In the event that an investigation does not generate a report due to the potential risk of liability then I feel it is proper that they do not get involved at any level in this field. One point of note is equipping one self with the knowledge, working with a logical mind and doing due diligence can significantly reduce the potential for liability.

Finally to link another situation with the previous paragraph detailing what I feel should never occur is the handing of laboratory results to the homeowner without some interpretation from the investigator. It is not up to the homeowner to interpret the results. The reason that this is not a favorable practice is that some laboratories include in their results, information about the organisms and their symptoms and health effects based on exposure. They reference material that is present in literature that has been documented over time and may be based on isolated cases. If the information is not put into the proper context by the investigator the laboratory results may be interpreted incorrectly and the homeowner may panic. Similar problems may occur if homeowners are left to interpret laboratory results that make statements such as “elevated mold condition”. This interpretation is based on the data and in most cases may be accurate but the laboratories were not in the field and did not observe the building and so the data alone may not represent actual conditions.

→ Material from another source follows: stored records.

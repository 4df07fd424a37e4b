use std::path::Path;

use anyhow::{Context, Result};
use bm_client::Repository;
use bm_core::{Diaper, Feed};
use chrono::{Local, Utc};
use clap::Parser;
use tracing_subscriber::EnvFilter;

use bm_cli::commands::{self, auth, diaper, feed, status, today};
use bm_cli::{Cli, Commands, Config};

fn load_config(config_path: Option<&Path>) -> Result<Config> {
    let config = Config::load_from(config_path).context("failed to load configuration")?;
    tracing::debug!(?config, "loaded configuration");
    Ok(config)
}

#[tokio::main]
async fn main() -> Result<()> {
    let cli = Cli::parse();

    // Initialize tracing with verbose flag support
    let filter = if cli.verbose {
        EnvFilter::new("debug")
    } else {
        EnvFilter::from_default_env()
    };
    // Use try_init to avoid panic if tracing is already initialized (e.g., in tests)
    let _ = tracing_subscriber::fmt()
        .with_env_filter(filter)
        .with_writer(std::io::stderr)
        .try_init();

    let Some(command) = &cli.command else {
        // No subcommand, show help
        use clap::CommandFactory;
        Cli::command().print_help()?;
        println!();
        return Ok(());
    };

    let config = load_config(cli.config.as_deref())?;
    let mut stdout = std::io::stdout().lock();

    match command {
        Commands::Signup {
            email,
            password,
            confirm,
        } => {
            let client = commands::auth_client(&config)?;
            let sessions = commands::session_store(&config);
            auth::sign_up(&mut stdout, &client, &sessions, email, password, confirm, Utc::now())
                .await?;
        }
        Commands::Login { email, password } => {
            let client = commands::auth_client(&config)?;
            let sessions = commands::session_store(&config);
            auth::log_in(&mut stdout, &client, &sessions, email, password, Utc::now()).await?;
        }
        Commands::Logout => {
            auth::log_out(&mut stdout, &commands::session_store(&config))?;
        }
        Commands::Status => {
            status::run(&mut stdout, &commands::session_store(&config), Utc::now())?;
        }
        Commands::Today { json } => {
            let store = commands::open_store(&config)?;
            let session = commands::require_session(&config, Utc::now()).await?;
            let feeds = Repository::<_, Feed>::new(&store, &session);
            let diapers = Repository::<_, Diaper>::new(&store, &session);
            today::run(
                &mut stdout,
                &feeds,
                &diapers,
                *json,
                &Local::now(),
                &today::local_zone_name(),
            )
            .await?;
        }
        Commands::Feed(action) => {
            let store = commands::open_store(&config)?;
            let session = commands::require_session(&config, Utc::now()).await?;
            let repo = Repository::new(&store, &session);
            feed::run(&mut stdout, &repo, action, config.window_days, &Local::now()).await?;
        }
        Commands::Diaper(action) => {
            let store = commands::open_store(&config)?;
            let session = commands::require_session(&config, Utc::now()).await?;
            let repo = Repository::new(&store, &session);
            diaper::run(&mut stdout, &repo, action, config.window_days, &Local::now()).await?;
        }
    }

    Ok(())
}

It is for this reason that the onus is on the investigator to observe, evaluate and interpret the data and put it into its proper context based on the overall findings.

For many reading this article, redundancy may be a term that comes to mind as the practices described may be common sense. Unfortunately, this is not the case for others. It is for these reasons that all of us involved in this industry should always strive to improve ourselves and others to ensure the longevity and integrity of this industry.